23 ans après la rétrocession de Hong Kong à la Chine, la cité risque de perdre son statut spécial. Ce statut rend la ville semi-autonome, normalement jusqu’en 2047. C’est grâce à cela qu’Hong Kong est un îlot de liberté à côté de la Chine continentale. La loi sur la sécurité nationale pourrait tout remettre en cause. Elle a été adoptée par le comité permanent de l’Assemblée nationale populaire chinoise le 30 juin, puis immédiatement incorporée à la mini-constitution de Hong Kong. Cette loi cherche à réprimer le « séparatisme », le « terrorisme », la « subversion » et la « collusion avec des forces extérieures et étrangères ». Ces termes, Pékin les a abondamment utilisés pour désigner les participants aux manifestations sur le territoire en 2019 et 2020. Depuis l’entrée en vigueur du texte, des manifestants ont été arrêtés, des livres enlevés des écoles, un « bureau de sécurité nationale » a été ouvert, autant d’indices qui incitent à penser que le statut spécial de Hong Kong ne survivra pas longtemps, si tant est qu’il existe encore.

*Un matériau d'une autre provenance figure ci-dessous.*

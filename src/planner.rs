//! Turn a feature request into a stage list using the architect worker.
//!
//! The architect is asked for a block of the form:
//!
//! ```json
//! {
//!   "tasks": [
//!     {"id": "task_0", "agent": "coder", "task": "Implement X", "depends_on": []},
//!     {"id": "task_1", "agent": "tester", "task": "Test X", "depends_on": ["task_0"]}
//!   ]
//! }
//! ```
//!
//! Each task becomes one stage. Output that cannot be turned into a valid
//! graph falls back to coder followed by parallel security, review and tests.

use serde::Deserialize;
use serde_json::Value;
use std::collections::HashSet;
use tracing::{info, warn};

use crate::dag::{DagBuilder, StageSpec};
use crate::gates::Gate;
use crate::util::extract_json_object;
use crate::worker::parse::json_block;
use crate::worker::{ContextBundle, Role, Task, WorkerInvoker, WorkerResult};

#[derive(Debug, Deserialize)]
struct RawPlan {
    tasks: Vec<RawPlanTask>,
}

#[derive(Debug, Deserialize)]
struct RawPlanTask {
    #[serde(default)]
    id: String,
    #[serde(default)]
    agent: String,
    #[serde(default)]
    task: String,
    #[serde(default)]
    depends_on: Vec<String>,
}

/// Stages for a feature, plus where they came from.
#[derive(Debug, Clone, PartialEq)]
pub struct Plan {
    pub stages: Vec<StageSpec>,
    /// False when the fallback graph was used.
    pub from_architect: bool,
    /// The architect's summary of the approach, if it produced one.
    pub architecture: String,
}

/// Prompt handed to the architect.
pub fn planning_prompt(feature: &str) -> String {
    format!(
        "Plan the implementation for:\n\n{}\n\n\
         Break this down into discrete tasks for the coder, reviewer, security and tester agents.",
        feature
    )
}

/// Parse architect output into stages.
///
/// Agents for which `is_known` returns false are assigned to the coder.
/// Dependencies on unknown task ids are dropped. Returns `None` when no task
/// list is found or the tasks do not form a valid graph.
pub fn parse_plan(output: &str, is_known: impl Fn(&str) -> bool) -> Option<Vec<StageSpec>> {
    let value = find_task_list(output)?;
    let raw: RawPlan = serde_json::from_value(value).ok()?;
    if raw.tasks.is_empty() {
        return None;
    }

    let ids: Vec<String> = raw
        .tasks
        .iter()
        .enumerate()
        .map(|(i, t)| {
            let id = t.id.trim();
            if id.is_empty() {
                format!("task_{}", i)
            } else {
                id.to_string()
            }
        })
        .collect();
    let id_set: HashSet<&str> = ids.iter().map(String::as_str).collect();

    let mut stages = Vec::with_capacity(raw.tasks.len());
    for (task, id) in raw.tasks.iter().zip(&ids) {
        let agent = task.agent.trim();
        let worker = if is_known(agent) {
            agent
        } else {
            warn!(task = %id, agent = %agent, "Unknown agent in plan, assigning to coder");
            Role::Coder.name()
        };

        let mut deps = Vec::new();
        for dep in &task.depends_on {
            if id_set.contains(dep.as_str()) && dep != id {
                deps.push(dep.clone());
            } else {
                warn!(task = %id, dependency = %dep, "Dropping unknown plan dependency");
            }
        }

        let mut stage = StageSpec::new(id.clone(), [worker]).depends_on(deps);
        if !task.task.trim().is_empty() {
            stage = stage.with_instructions(task.task.trim());
        }
        if Role::Security.name() == worker {
            stage = stage.with_gate(Gate::Blocking);
        }
        stages.push(stage);
    }

    match DagBuilder::new(stages.clone()).build() {
        Ok(_) => Some(stages),
        Err(e) => {
            warn!(error = %e, "Architect plan is not a valid stage graph");
            None
        }
    }
}

fn find_task_list(output: &str) -> Option<Value> {
    let has_tasks = |v: &Value| v.get("tasks").is_some_and(Value::is_array);
    if let Some(value) = json_block(output).filter(has_tasks) {
        return Some(value);
    }
    let object = extract_json_object(output)?;
    serde_json::from_str::<Value>(object)
        .ok()
        .filter(has_tasks)
}

/// Coder first, then security, review and tests in parallel.
pub fn fallback_plan() -> Vec<StageSpec> {
    vec![
        StageSpec::new("code", [Role::Coder.name()]).with_instructions("Implement the feature."),
        StageSpec::new("security", [Role::Security.name()])
            .depends_on(["code"])
            .with_gate(Gate::Blocking)
            .with_instructions("Security review of the implementation."),
        StageSpec::new("review", [Role::Reviewer.name()])
            .depends_on(["code"])
            .with_instructions("Code review of the implementation."),
        StageSpec::new("test", [Role::Tester.name()])
            .depends_on(["code"])
            .with_instructions("Write tests for the implementation."),
    ]
}

fn plan_from_result(result: &WorkerResult, is_known: impl Fn(&str) -> bool + Copy) -> Plan {
    if !result.is_success() {
        warn!(summary = %result.summary, "Architect failed, using fallback plan");
        return Plan {
            stages: fallback_plan(),
            from_architect: false,
            architecture: String::new(),
        };
    }

    let parsed = parse_plan(&result.raw_output, is_known).or_else(|| parse_plan(&result.summary, is_known));
    match parsed {
        Some(stages) => Plan {
            stages,
            from_architect: true,
            architecture: result.summary.clone(),
        },
        None => {
            warn!("No usable task list in architect output, using fallback plan");
            Plan {
                stages: fallback_plan(),
                from_architect: false,
                architecture: result.summary.clone(),
            }
        }
    }
}

/// Ask the architect worker to plan `feature`.
pub async fn plan_feature(invoker: &WorkerInvoker, feature: &str) -> Plan {
    info!(feature = %feature, "Planning feature");
    let context = ContextBundle {
        task: Task::new(planning_prompt(feature)),
        ..Default::default()
    };
    let result = invoker.invoke(Role::Architect.name(), context).await;
    let registry = invoker.registry();
    plan_from_result(&result, |name| registry.contains(name))
}

#[cfg(test)]
mod tests {
    use super::*;
    use crate::errors::InvocationError;
    use crate::worker::{InvocationRequest, Worker, WorkerRegistry};
    use async_trait::async_trait;
    use std::sync::Arc;

    fn known(name: &str) -> bool {
        matches!(name, "coder" | "tester" | "security" | "reviewer")
    }

    const PLAN: &str = r#"Approach below.

```json
{
  "summary": "Add a login endpoint",
  "tasks": [
    {"id": "task_0", "agent": "coder", "task": "Implement login", "depends_on": []},
    {"id": "task_1", "agent": "security", "task": "Audit login", "depends_on": ["task_0"]},
    {"id": "task_2", "agent": "tester", "task": "Test login", "depends_on": ["task_0", "ghost"]}
  ]
}
```
"#;

    #[test]
    fn test_parse_plan_builds_stages() {
        let stages = parse_plan(PLAN, known).unwrap();
        assert_eq!(stages.len(), 3);
        assert_eq!(stages[0].name, "task_0");
        assert_eq!(stages[0].workers, vec!["coder"]);
        assert_eq!(stages[0].instructions.as_deref(), Some("Implement login"));
        assert_eq!(stages[1].gate, Some(Gate::Blocking));
        assert_eq!(stages[2].depends_on, vec!["task_0"]);
    }

    #[test]
    fn test_unknown_agent_becomes_coder() {
        let output = r#"{"tasks": [{"id": "a", "agent": "wizard", "task": "magic"}]}"#;
        let stages = parse_plan(output, known).unwrap();
        assert_eq!(stages[0].workers, vec!["coder"]);
    }

    #[test]
    fn test_missing_ids_are_generated() {
        let output = r#"{"tasks": [{"agent": "coder", "task": "one"}, {"agent": "tester", "task": "two"}]}"#;
        let stages = parse_plan(output, known).unwrap();
        assert_eq!(stages[0].name, "task_0");
        assert_eq!(stages[1].name, "task_1");
    }

    #[test]
    fn test_cyclic_or_missing_plan_is_rejected() {
        let cyclic = r#"{"tasks": [
            {"id": "a", "agent": "coder", "depends_on": ["b"]},
            {"id": "b", "agent": "coder", "depends_on": ["a"]}
        ]}"#;
        assert!(parse_plan(cyclic, known).is_none());
        assert!(parse_plan("no plan here", known).is_none());
        assert!(parse_plan(r#"{"tasks": []}"#, known).is_none());
    }

    #[test]
    fn test_fallback_plan_is_valid() {
        let stages = fallback_plan();
        let graph = DagBuilder::new(stages).build().unwrap();
        assert_eq!(graph.root_stages().len(), 1);
        assert_eq!(graph.dependents(graph.index_of("code").unwrap()).len(), 3);
    }

    struct Architect(Result<&'static str, &'static str>);

    #[async_trait]
    impl Worker for Architect {
        fn name(&self) -> &str {
            "architect"
        }

        async fn invoke(&self, request: &InvocationRequest) -> Result<WorkerResult, InvocationError> {
            assert!(request.task.description.contains("Plan the implementation"));
            match self.0 {
                Ok(raw) => Ok(WorkerResult::new("architect", "Add a login endpoint").with_raw_output(raw)),
                Err(msg) => Err(InvocationError::Reported(msg.to_string())),
            }
        }
    }

    fn invoker(architect: Architect) -> WorkerInvoker {
        let mut registry = WorkerRegistry::new();
        registry.register(Arc::new(architect));
        WorkerInvoker::new(registry)
    }

    #[tokio::test]
    async fn test_plan_feature_uses_architect_output() {
        let plan = plan_feature(&invoker(Architect(Ok(PLAN))), "login").await;
        assert!(plan.from_architect);
        assert_eq!(plan.architecture, "Add a login endpoint");
        // Only the architect is registered, so every task lands on the coder.
        assert!(plan.stages.iter().all(|s| s.workers == vec!["coder"]));
    }

    #[tokio::test]
    async fn test_plan_feature_falls_back_on_failure() {
        let plan = plan_feature(&invoker(Architect(Err("boom"))), "login").await;
        assert!(!plan.from_architect);
        assert_eq!(plan.stages, fallback_plan());
    }
}
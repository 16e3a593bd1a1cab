//! Context compaction between stages.
//!
//! Workers never see each other's raw output. Each settled result is appended
//! to a bounded [`SummaryStore`] owned by the session, and the next stage gets
//! the most recent entries rendered as one-line summaries.
//!
//! ## Configuration
//!
//! Both limits can be set in `.swarm.yaml`:
//!
//! ```yaml
//! orchestrator:
//!   summary_window: 20   # entries retained per session
//!   recent_context: 5    # entries handed to the next worker
//! ```

mod store;
mod summary;

pub use store::SummaryStore;
pub use summary::{MAX_LISTED_FILES, merge_file_hints, render_context, summary_line};

/// Default number of results retained per session.
pub const DEFAULT_SUMMARY_WINDOW: usize = 20;

/// Default number of recent results handed to a worker.
pub const DEFAULT_RECENT_CONTEXT: usize = 5;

Les articles de loi qui concernent la Tech

Les géants de la Tech ont été parmi les premiers à réagir à l’adoption de la loi avec les diplomates et gouvernements occidentaux. La plupart ont décidé de suspendre la transmission d’informations aux autorités. Cette rapidité s’explique par la crainte de voir Hong Kong incluse dans la « Grande Muraille virtuelle ». Cette expression, venue d’internautes chinois, désigne la fermeture progressive du territoire de l’Empire du Milieu aux services technologiques étrangers comme Facebook, Twitter et YouTube interdits en 2009.

Pour le moment il n’est pas encore question d’interdire ces services à Hong Kong, mais plusieurs des 66 articles de la loi sont sources d’inquiétudes. L’article 9 explique, par exemple, que Hong Kong « prendra les mesures nécessaires pour renforcer la publicité, l’orientation, la surveillance et la gestion dans les écoles, les organisations sociales, les médias, les réseaux et autres questions liées à la sécurité nationale ». Des livres ayant déjà été retirés des écoles, quand le ménage sera-t-il fait sur les réseaux, c’est-à-dire sur internet ? Et attention, en cas de non-respect de la loi, de refus de supprimer un contenu désapprouvé par les autorités, l’article 43 dispose que les plateformes s’exposeront à des amendes de 100 000 dollars hongkongais (environ 11 400 euros) et 6 mois d’emprisonnement. Une peine pouvant aller jusqu’à un an pour l’usager.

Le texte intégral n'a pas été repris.